It’s telling that, when letting their ids drive them through displays of brutal violence and debauched sexuality, the vacationers don so-called “Ekki” masks — eerily deformed visages used by locals as part of a ceremony called “the summoning” — to conceal their identities, surrendering to what they might call their inner savage. But Cronenberg says that Infinity Pool explores humanity’s capacity for depravity on an existential level, rather than merely the amorality of the wealthy and insulated.
“When you’re free from responsibility, that’s when these impulses and that side of humanity can resurface,” he says. “It’s not just that it can happen in the context of great wealth. You see it all the time in the context of war, for instance. When conventional social rules fall apart, people can be incredibly brutal.”
It’s for this reason that Cronenberg set Infinity Pool in an idyllic location and chose to center the story around Skarsgärd’s character of James, whose downward spiral coincides with his sudden discovery of its underlying darkness. “The interesting contrast to me is to put brutality in a context where it isn’t so obvious,” he says.
That contrast was what drew lead actor Skarsgärd to the project. Infinity Pool is only the latest in a series of recent roles that have found the actor — and his stunt double, Mark Slaughter, whom he’s worked with since The Legend of Tarzan — pushing physical limits to portray even more savagely violent alpha males than the kinds he rose to fame playing on HBO series like True Blood and Big Little Lies. In Jeremy Saulnier’s mythopoetic Hold the Dark, he played a man who unleashes his inner wolf after the death of his son; military drama The Kill Team cast him as a sociopathic sergeant overseeing atrocities in Afghanistan.
Most transformative was last year’s The Northman, in which Skarsgärd played a Viking berserker out for revenge, immersing himself in period research and packing on 20 pounds of muscle ahead of filming. “It’s a theme in the scripts I’ve been drawn to,” he acknowledges. “Being a civilized, modern-day human being in our society in order to function there, but having these more animalistic, primal urges, that feels very relatable to me and, I think, to most people. I find that dichotomy quite interesting.”
“I can’t escape being cold, wet, naked, and in a lot of pain” — Alexander Skarsgärd
On Infinity Pool, one of the most challenging scenes for Skarsgärd — a naked fight to the death against a clone of himself that walks on all fours and wears a dog collar — was shot at night in Hungary, where temperatures fell below -1 °C amid light snowfall. “He was so game,” recalls Cronenberg. “Nothing was challenging with Alex because he’s such a lovely guy and such a talented actor. It’s not a small film, but it’s still an indie film, and so there were time constraints and some pressure to do a lot of this extreme stuff very quickly or in the cold. He just completely embraced all of that.”

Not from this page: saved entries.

//! Runtime configuration.
//!
//! # Responsibility
//! - Describe how connections are opened and how tables are qualified.
//! - Load configuration from JSON documents and validate it before use.
//!
//! # Invariants
//! - A validated config has a non-empty database path and a non-zero
//!   statement cache capacity.

use crate::db::{DbError, DbResult};
use crate::logging::default_log_level;
use serde::{Deserialize, Serialize};
use std::path::{Path, PathBuf};

const DEFAULT_BUSY_TIMEOUT_MS: u64 = 5_000;
const DEFAULT_STATEMENT_CACHE_CAPACITY: usize = 64;

/// Top-level configuration document.
#[derive(Debug, Clone, PartialEq, Eq, Serialize, Deserialize)]
pub struct RowkitConfig {
    pub database: DatabaseConfig,
    #[serde(default)]
    pub logging: Option<LoggingConfig>,
}

impl RowkitConfig {
    /// Parses and validates a JSON configuration document.
    pub fn from_json(json: &str) -> DbResult<Self> {
        let config: Self = serde_json::from_str(json)
            .map_err(|err| DbError::InvalidConfig(format!("malformed config json: {err}")))?;
        config.database.validate()?;
        Ok(config)
    }

    /// Reads a JSON configuration file.
    pub fn load(path: impl AsRef<Path>) -> DbResult<Self> {
        let text = std::fs::read_to_string(path.as_ref())?;
        Self::from_json(&text)
    }
}

/// Connection and SQL qualification settings.
#[derive(Debug, Clone, PartialEq, Eq, Serialize, Deserialize)]
pub struct DatabaseConfig {
    /// SQLite database file.
    pub path: PathBuf,
    /// Schema that overrides every table's own schema when set.
    #[serde(default)]
    pub schema: Option<String>,
    #[serde(default = "default_busy_timeout_ms")]
    pub busy_timeout_ms: u64,
    /// Per-connection prepared statement cache size.
    #[serde(default = "default_statement_cache_capacity")]
    pub statement_cache_capacity: usize,
    #[serde(default = "default_foreign_keys")]
    pub foreign_keys: bool,
}

impl DatabaseConfig {
    pub fn new(path: impl Into<PathBuf>) -> Self {
        Self {
            path: path.into(),
            schema: None,
            busy_timeout_ms: DEFAULT_BUSY_TIMEOUT_MS,
            statement_cache_capacity: DEFAULT_STATEMENT_CACHE_CAPACITY,
            foreign_keys: true,
        }
    }

    pub fn with_schema(mut self, schema: impl Into<String>) -> Self {
        self.schema = Some(schema.into());
        self
    }

    /// # Errors
    /// - Returns [`DbError::InvalidConfig`] for an empty path, a blank schema
    ///   or a zero statement cache capacity.
    pub fn validate(&self) -> DbResult<()> {
        if self.path.as_os_str().is_empty() {
            return Err(DbError::InvalidConfig(
                "database path cannot be empty".to_string(),
            ));
        }
        if self
            .schema
            .as_deref()
            .is_some_and(|schema| schema.trim().is_empty())
        {
            return Err(DbError::InvalidConfig(
                "schema override cannot be blank".to_string(),
            ));
        }
        if self.statement_cache_capacity == 0 {
            return Err(DbError::InvalidConfig(
                "statement_cache_capacity must be positive".to_string(),
            ));
        }
        Ok(())
    }
}

/// File logging settings, see [`crate::logging::init_logging`].
#[derive(Debug, Clone, PartialEq, Eq, Serialize, Deserialize)]
pub struct LoggingConfig {
    #[serde(default = "default_level")]
    pub level: String,
    pub dir: PathBuf,
}

fn default_busy_timeout_ms() -> u64 {
    DEFAULT_BUSY_TIMEOUT_MS
}

fn default_statement_cache_capacity() -> usize {
    DEFAULT_STATEMENT_CACHE_CAPACITY
}

fn default_foreign_keys() -> bool {
    true
}

fn default_level() -> String {
    default_log_level().to_string()
}
//! Physical table descriptor.

use serde::{Deserialize, Serialize};

/// Identifies one physical relation.
///
/// Created once from generated metadata and shared read-only by every builder.
#[derive(Debug, Clone, PartialEq, Eq, Hash, Serialize, Deserialize)]
pub struct Table {
    name: String,
    #[serde(default, skip_serializing_if = "Option::is_none")]
    schema: Option<String>,
}

impl Table {
    /// Creates a table descriptor without an explicit schema.
    pub fn new(name: impl Into<String>) -> Self {
        Self {
            name: name.into(),
            schema: None,
        }
    }

    /// Creates a table descriptor qualified by `schema`.
    pub fn with_schema(name: impl Into<String>, schema: impl Into<String>) -> Self {
        Self {
            name: name.into(),
            schema: Some(schema.into()),
        }
    }

    pub fn name(&self) -> &str {
        &self.name
    }

    pub fn schema(&self) -> Option<&str> {
        self.schema.as_deref()
    }
}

Ironically, Skarsgärd says, he’d first read the script for Infinity Pool while filming The Northman’s climactic fight sequence, which involves another naked duel to the death (that one versus Claes Bang, in a volcano). “It was just before Christmas in northern Ireland and also freezing out; Mark [Slaughter] and I were miserable out there, shooting that,” says the actor. “It was a week of very intense nights for a sequence I was incredibly excited about shooting. We were physically in a lot of pain that week, and I was reading the script for Infinity Pool.”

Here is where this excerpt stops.